** Source data **
********

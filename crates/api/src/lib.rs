//! HTTP boundary for the marketplace fulfillment core.
//!
//! Handlers are thin: resolve the current user, check the request's CSRF
//! token against the session, call one coordinator operation, translate the
//! result. Observability comes from tracing and Prometheus metrics.

pub mod config;
pub mod error;
pub mod routes;
pub mod session;

use std::sync::Arc;

use axum::Router;
use axum::routing::{get, post};
use fulfillment::{CategoryDirectory, FulfillmentCoordinator, PaymentClient, ShipmentClient};
use metrics_exporter_prometheus::PrometheusHandle;
use store::MarketStore;
use tower_http::cors::{Any, CorsLayer};
use tower_http::trace::TraceLayer;

use session::SessionService;

/// Shared application state accessible from all handlers.
pub struct AppState<S, P, Sh, C>
where
    S: MarketStore,
{
    /// Gateway handle for the unlocked display reads (label retrieval).
    pub store: S,
    pub coordinator: FulfillmentCoordinator<S, P, Sh, C>,
    pub sessions: Arc<dyn SessionService>,
}

/// Creates the Axum application router with all routes and shared state.
pub fn create_app<S, P, Sh, C>(
    state: Arc<AppState<S, P, Sh, C>>,
    metrics_handle: PrometheusHandle,
) -> Router
where
    S: MarketStore + 'static,
    P: PaymentClient + 'static,
    Sh: ShipmentClient + 'static,
    C: CategoryDirectory + 'static,
{
    let metrics_router = Router::new()
        .route("/metrics", get(routes::metrics::render))
        .with_state(metrics_handle);

    Router::new()
        .route("/health", get(routes::health::check))
        .route("/buy", post(routes::transactions::buy::<S, P, Sh, C>))
        .route("/ship", post(routes::transactions::ship::<S, P, Sh, C>))
        .route(
            "/ship_done",
            post(routes::transactions::ship_done::<S, P, Sh, C>),
        )
        .route(
            "/complete",
            post(routes::transactions::complete::<S, P, Sh, C>),
        )
        .route(
            "/transactions/{file}",
            get(routes::transactions::label::<S, P, Sh, C>),
        )
        .route("/sell", post(routes::items::sell::<S, P, Sh, C>))
        .route("/items/edit", post(routes::items::edit::<S, P, Sh, C>))
        .route("/bump", post(routes::items::bump::<S, P, Sh, C>))
        .with_state(state)
        .merge(metrics_router)
        .layer(
            CorsLayer::new()
                .allow_origin(Any)
                .allow_methods(Any)
                .allow_headers(Any),
        )
        .layer(TraceLayer::new_for_http())
}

********

** PROMPT **
All records are to be printed again, exactly and completely.

** EXERCISE ANSWER **
filename crates/api/src/lib.rs
//! HTTP boundary for the marketplace fulfillment core.
//!
//! Handlers are thin: resolve the current user, check the request's CSRF
//! token against the session, call one coordinator operation, translate the
//! result. Observability comes from tracing and Prometheus metrics.

pub mod config;
pub mod error;
pub mod routes;
pub mod session;

use std::sync::Arc;

use axum::Router;
use axum::routing::{get, post};
use fulfillment::{CategoryDirectory, FulfillmentCoordinator, PaymentClient, ShipmentClient};
use metrics_exporter_prometheus::PrometheusHandle;
use store::MarketStore;
use tower_http::cors::{Any, CorsLayer};
use tower_http::trace::TraceLayer;

use session::SessionService;

/// Shared application state accessible from all handlers.
pub struct AppState<S, P, Sh, C>
where
    S: MarketStore,
{
    /// Gateway handle for the unlocked display reads (label retrieval).
    pub store: S,
    pub coordinator: FulfillmentCoordinator<S, P, Sh, C>,
    pub sessions: Arc<dyn SessionService>,
}

/// Creates the Axum application router with all routes and shared state.
pub fn create_app<S, P, Sh, C>(
    state: Arc<AppState<S, P, Sh, C>>,
    metrics_handle: PrometheusHandle,
) -> Router
where
    S: MarketStore + 'static,
    P: PaymentClient + 'static,
    Sh: ShipmentClient + 'static,
    C: CategoryDirectory + 'static,
{
    let metrics_router = Router::new()
        .route("/metrics", get(routes::metrics::render))
        .with_state(metrics_handle);

    Router::new()
        .route("/health", get(routes::health::check))
        .route("/buy", post(routes::transactions::buy::<S, P, Sh, C>))
        .route("/ship", post(routes::transactions::ship::<S, P, Sh, C>))
        .route(
            "/ship_done",
            post(routes::transactions::ship_done::<S, P, Sh, C>),
        )
        .route(
            "/complete",
            post(routes::transactions::complete::<S, P, Sh, C>),
        )
        .route(
            "/transactions/{file}",
            get(routes::transactions::label::<S, P, Sh, C>),
        )
        .route("/sell", post(routes::items::sell::<S, P, Sh, C>))
        .route("/items/edit", post(routes::items::edit::<S, P, Sh, C>))
        .route("/bump", post(routes::items::bump::<S, P, Sh, C>))
        .with_state(state)
        .merge(metrics_router)
        .layer(
            CorsLayer::new()
                .allow_origin(Any)
                .allow_methods(Any)
                .allow_headers(Any),
        )
        .layer(TraceLayer::new_for_http())
}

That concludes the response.